- **Problem requirements**:
If a line of the data below holds the word "ScheduledAction", list it.

(Excerpts from a dataset)
_ _ _ _ _ _ _

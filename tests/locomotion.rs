use approx::assert_relative_eq;
use crowdmech::config::{SimulationConfig, StopCondition};
use crowdmech::core::{Agent, Body, Drive, Goal, Kinematics, Material, Phase, Simulation};
use crowdmech::error::Result;
use nalgebra::{Point2, Vector2};
use std::f64::consts::FRAC_PI_2;

fn lone_walker(goal: Goal, facing: f64) -> Result<Agent> {
    Agent::new(
        1,
        Body::disk(0.25)?,
        80.0,
        None,
        Kinematics::at(Point2::origin()).facing(facing),
        Drive {
            goal,
            desired_speed: 1.3,
            relaxation_time: 0.5,
            rotational_relaxation_time: 0.5,
        },
        Material::default(),
    )
}

/// After three relaxation times the speed gap has shrunk by e^-3 and the
/// agent has only ever moved closer to its goal.
#[test]
fn single_agent_relaxes_to_desired_speed() -> Result<()> {
    let goal = Point2::new(20.0, 0.0);
    let cfg = SimulationConfig::default()
        .with_timestep(0.01)
        .with_stop(StopCondition::after_steps(150));
    let mut sim = Simulation::new(cfg, vec![lone_walker(Goal::Point(goal), 0.0)?], vec![])?;

    let mut dist = (goal - Point2::origin()).norm();
    let mut last = sim.snapshot();
    while !sim.phase().is_terminal() {
        last = sim.step()?;
        let d = (goal - last.agents[0].position).norm();
        assert!(d < dist, "distance to goal grew at step {}", last.step);
        dist = d;
    }
    let speed = last.agents[0].velocity.norm();
    assert!(
        (1.3 - speed).abs() <= 1.3 * (-3.0_f64).exp(),
        "speed {speed} too far from 1.3"
    );
    assert_relative_eq!(last.agents[0].velocity.y, 0.0, epsilon = 1e-12);
    Ok(())
}

/// An agent facing sideways turns toward its walking direction.
#[test]
fn heading_turns_toward_travel_direction() -> Result<()> {
    let cfg = SimulationConfig::default()
        .with_timestep(0.01)
        .with_stop(StopCondition::after_steps(600));
    let mut sim = Simulation::new(
        cfg,
        vec![lone_walker(
            Goal::Direction(Vector2::new(1.0, 0.0)),
            FRAC_PI_2,
        )?],
        vec![],
    )?;
    let last = sim.run()?;
    let a = &last.agents[0];
    assert!(a.orientation.abs() < 0.05, "orientation {}", a.orientation);
    assert_relative_eq!(a.velocity, Vector2::new(1.3, 0.0), epsilon = 1e-3);
    Ok(())
}

/// With an arrival stop condition the run ends once the goal is reached,
/// well before the time limit.
#[test]
fn run_ends_on_arrival() -> Result<()> {
    let cfg = SimulationConfig::default()
        .with_timestep(0.01)
        .with_goal_tolerance(0.2)
        .with_stop(StopCondition {
            max_time: Some(20.0),
            max_steps: None,
            until_all_arrived: true,
        });
    let mut sim = Simulation::new(
        cfg,
        vec![lone_walker(Goal::Point(Point2::new(3.0, 0.0)), 0.0)?],
        vec![],
    )?;
    let last = sim.run()?;
    assert_eq!(sim.phase(), Phase::Completed);
    assert!(last.agents[0].arrived);
    assert!(last.time < 5.0, "took {} s", last.time);
    assert!((Point2::new(3.0, 0.0) - last.agents[0].position).norm() <= 0.2);
    Ok(())
}

/// A prescribed sideways force deflects an agent walking along x.
#[test]
fn prescribed_force_deflects_walker() -> Result<()> {
    use crowdmech::core::{Action, ScheduledAction, Wrench};

    let cfg = SimulationConfig::default()
        .with_timestep(0.01)
        .with_stop(StopCondition::after_steps(100));
    let mut sim = Simulation::new(
        cfg,
        vec![lone_walker(Goal::Direction(Vector2::new(1.0, 0.0)), 0.0)?],
        vec![],
    )?;
    sim.schedule(ScheduledAction::new(
        0.5,
        1,
        Action::SetPrescribedWrench {
            wrench: Wrench {
                force: Vector2::new(0.0, 80.0),
                torque: 0.0,
            },
        },
    )?)?;
    let last = sim.run()?;
    // Lateral speed approaches F τ / m = 0.5 m/s.
    assert!(last.agents[0].velocity.y > 0.25);
    assert!(last.agents[0].velocity.y < 0.5);
    assert!(last.agents[0].position.y > 0.0);
    Ok(())
}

_ _ _ _ _ _ _

- **Response to the task**:
    use crowdmech::core::{Action, ScheduledAction, Wrench};
    sim.schedule(ScheduledAction::new(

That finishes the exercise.